Paulus’ pittige taal
Paulus komt in zijn Filippenzenbrief op voor de goede zaak. Hij roept op tot eensgezindheid en prijst de mensen uit de havenstad in Noord-Griekenland voor hun goede gaven aan de gemeente van Jeruzalem. Maar vanaf hoofdstuk 3 klinkt een fellere toon. Hij ‘gaat lekker tekeer’. Sommigen zeggen daarom dat er sprake is van twee samengevoegde brieven, maar dat overtuigt mij niet. De boodschap van Jezus is waardevol en verdient het om fel verdedigd te worden, want in ieder van ons zit ook een tegenstander van het evangelie. Alles gaat immers om eenheid met Hem en het opstandingsgeloof samen te laten gaan met het deelhebben aan zijn lijden (3:8-10). Op deze Taborzondag roept Paulus ons op af te stormen op het einddoel in trouw aan onze ‘gegrepenheid’ door Christus Jezus (3:12-14).
Jezus’ gelaat
‘Zij zagen niemand dan Jezus alleen’ (Matteüs 17:8): een kwetsbare mensengestalte. Maar Jezus’ gelaat straalde toen de stem klonk. Een menselijk gelaat. Het menselijk gelaat, dat is de eerste waarheid, de eerste taal, zei de joodse denker Emmanuel Levinas. Wij geloven in het geheim dat er één mens op deze aarde was in wie het gelaat van de Eeuwige zichtbaar is geworden. Zijn leven is bekend, zijn woorden zijn bewaard, dit woord: ‘Wat ge de minsten der mijnen hebt gedaan, dat hebt ge Mij gedaan.’
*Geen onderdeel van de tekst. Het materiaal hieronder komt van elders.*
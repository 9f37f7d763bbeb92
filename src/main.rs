use clap::Parser;
use serde::Serialize;
use tracing_subscriber::EnvFilter;

use pagepatch::{
    chats::{ChatRepository, ChatStore},
    config::Config,
    paging::{self, Pagination, PagingResult},
    web,
};

mod cli;
use cli::{Command, EntityArg};

fn print_page<T: Serialize>(page: &PagingResult<T>) -> anyhow::Result<()> {
    println!("{}", serde_json::to_string_pretty(page)?);
    Ok(())
}

fn main() -> anyhow::Result<()> {
    tracing_subscriber::fmt()
        .with_env_filter(
            EnvFilter::try_from_default_env().unwrap_or_else(|_| EnvFilter::new("info")),
        )
        .init();

    let args = cli::Args::parse();

    match args.command {
        Command::Serve { config_dir } => {
            let config = Config::load_with(&config_dir)?;
            web::start_daemon(config)
        }

        Command::Query {
            data,
            entity,
            query,
            page_size,
            page_offset,
            order_by,
            descending,
            include_total,
        } => {
            let store = ChatStore::load(&data)?;

            let mut pagination = Pagination::new(page_size, page_offset);
            pagination.order_by = order_by
                .as_deref()
                .map(paging::split_order_by)
                .unwrap_or_default();
            pagination.descending = descending;
            pagination.include_total = include_total;
            pagination.query = query;

            match entity {
                EntityArg::ChatGroups => {
                    print_page(&paging::paginate(store.chat_groups(), &pagination)?)
                }
                EntityArg::Chats => {
                    let chats = store.chat_groups().iter().try_fold(
                        Vec::new(),
                        |mut chats, group| -> anyhow::Result<_> {
                            chats.extend(store.chats(group.id)?);
                            Ok(chats)
                        },
                    )?;
                    print_page(&paging::paginate(chats, &pagination)?)
                }
            }
        }
    }
}
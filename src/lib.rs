pub mod catalog;
pub mod chats;
pub mod config;
pub mod errors;
pub mod paging;
pub mod patch;
pub mod query;
pub mod web;

#[cfg(test)]
mod tests;
use clap::{Parser, Subcommand, ValueEnum};

#[derive(Parser, Debug)]
#[command(version, about, long_about = None)]
pub struct Args {
    #[command(subcommand)]
    pub command: Command,
}

#[derive(ValueEnum, Debug, Clone, Copy, PartialEq, Eq)]
pub enum EntityArg {
    ChatGroups,
    Chats,
}

#[derive(Subcommand, Debug, Clone)]
pub enum Command {
    /// Serve the chat API
    Serve {
        /// Directory holding config.yaml (created when missing)
        #[clap(short, long, default_value = ".")]
        config_dir: String,
    },

    /// Filter, sort and page a JSON seed file and print the result
    Query {
        /// Seed file with `chatGroups` and `chats` arrays
        #[clap(short, long)]
        data: String,

        #[clap(value_enum)]
        entity: EntityArg,

        /// Filter, e.g. `isRead=false;createdAt=2024-01-01~`
        #[clap(short, long)]
        query: Option<String>,

        #[clap(long, default_value = "50")]
        page_size: u32,

        /// Zero-based page index
        #[clap(long, default_value = "0")]
        page_offset: u32,

        /// Comma-separated field names
        #[clap(short, long)]
        order_by: Option<String>,

        #[clap(long, default_value = "false")]
        descending: bool,

        /// Print total count and pages as well
        #[clap(long, default_value = "false")]
        include_total: bool,
    },
}
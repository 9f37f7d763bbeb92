mod params;
mod source;

use serde::{Deserialize, Serialize};

use crate::catalog::Entity;
use crate::errors::QueryError;
use crate::query;

pub use params::{PagingDefaults, DEFAULT_MAX_PAGE_SIZE, DEFAULT_PAGE_SIZE};
pub use source::{resolve_ordering, Direction, MemoryQuery, Queryable, SortKey};

/// Per-request paging, ordering and filtering options.
#[derive(Debug, Clone, PartialEq, Eq, Serialize, Deserialize)]
#[serde(rename_all = "camelCase", default)]
pub struct Pagination {
    pub page_size: u32,
    /// Zero-based page index.
    pub page_offset: u32,
    pub order_by: Vec<String>,
    /// Applies to every key in `order_by`.
    pub descending: bool,
    pub include_total: bool,
    pub query: Option<String>,
}

impl Default for Pagination {
    fn default() -> Self {
        Self {
            page_size: DEFAULT_PAGE_SIZE,
            page_offset: 0,
            order_by: Vec::new(),
            descending: false,
            include_total: false,
            query: None,
        }
    }
}

impl Pagination {
    pub fn new(page_size: u32, page_offset: u32) -> Self {
        Self {
            page_size,
            page_offset,
            ..Default::default()
        }
    }

    pub fn with_order_by(mut self, fields: &str) -> Self {
        self.order_by = split_order_by(fields);
        self
    }

    pub fn with_descending(mut self) -> Self {
        self.descending = true;
        self
    }

    pub fn with_total(mut self) -> Self {
        self.include_total = true;
        self
    }

    pub fn with_query(mut self, query: impl Into<String>) -> Self {
        self.query = Some(query.into());
        self
    }

    /// Number of items to skip. Saturates instead of wrapping.
    pub fn skip(&self) -> u64 {
        u64::from(self.page_offset).saturating_mul(u64::from(self.page_size))
    }
}

/// Comma-separated field list; blank segments are dropped.
pub fn split_order_by(fields: &str) -> Vec<String> {
    fields
        .split(',')
        .map(str::trim)
        .filter(|field| !field.is_empty())
        .map(str::to_string)
        .collect()
}

#[derive(Debug, Clone, Copy, PartialEq, Eq, Serialize)]
#[serde(rename_all = "camelCase")]
pub struct PagingMetadata {
    pub total_count: u64,
    pub total_pages: u64,
}

impl PagingMetadata {
    /// `page_size` must be non-zero.
    pub fn new(total_count: u64, page_size: u32) -> Self {
        Self {
            total_count,
            total_pages: total_count.div_ceil(u64::from(page_size)),
        }
    }
}

#[derive(Debug, Clone, PartialEq, Serialize)]
pub struct PagingResult<T> {
    #[serde(skip_serializing_if = "Option::is_none")]
    pub metadata: Option<PagingMetadata>,
    pub items: Vec<T>,
}

/// Filter, count, order, skip and take, in that order.
///
/// Order keys are resolved before the source is touched, so an unknown key
/// fails without doing any work. Totals are computed over the filtered set,
/// before slicing.
pub fn apply_paging<Q: Queryable>(
    source: Q,
    pagination: &Pagination,
) -> Result<(Q, Option<PagingMetadata>), QueryError> {
    if pagination.page_size == 0 {
        return Err(QueryError::invalid_parameter("pageSize", "0"));
    }
    let ordering = resolve_ordering::<Q::Item>(&pagination.order_by, pagination.descending)?;

    let mut source = match pagination.query.as_deref() {
        Some(input) => source.filter(&query::parse(input)),
        None => source,
    };

    let metadata = pagination
        .include_total
        .then(|| PagingMetadata::new(source.count(), pagination.page_size));

    let mut keys = ordering.into_iter();
    if let Some(primary) = keys.next() {
        source = source.order_by(primary);
        for key in keys {
            source = source.then_by(key);
        }
    }

    log::debug!(
        "paging: skip {} take {} (total {:?})",
        pagination.skip(),
        pagination.page_size,
        metadata.map(|m| m.total_count)
    );

    let source = source
        .skip(pagination.skip())
        .take(u64::from(pagination.page_size));
    Ok((source, metadata))
}

/// One-call paging over an owned collection.
pub fn paginate<T: Entity>(
    items: Vec<T>,
    pagination: &Pagination,
) -> Result<PagingResult<T>, QueryError> {
    let (page, metadata) = apply_paging(MemoryQuery::new(items), pagination)?;
    Ok(PagingResult {
        metadata,
        items: page.into_vec(),
    })
}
Wij zullen de mensen opnieuw moeten gaan tellen, er is er geen een teveel. Wij zullen heel goed op elkaar moeten passen. Structuren die mensen afbreken, moeten verdwijnen, en de krachten die mensen bedreigen, zullen getemd moeten worden. Misschien moeten we de berg op om dat nog eens goed te overdenken. Dan zullen we, teruggekeerd in de vlakte van het leven van alledag, aan onze wereld een menselijk gelaat kunnen geven.
Deze exegese is opgesteld door Hein Jan van Ogtrop.
Voetnoot
[1] W. Barnard, Binnen de tijd. Het zinsverband der liturgie, Haarlem/Hilversum 1964, 67.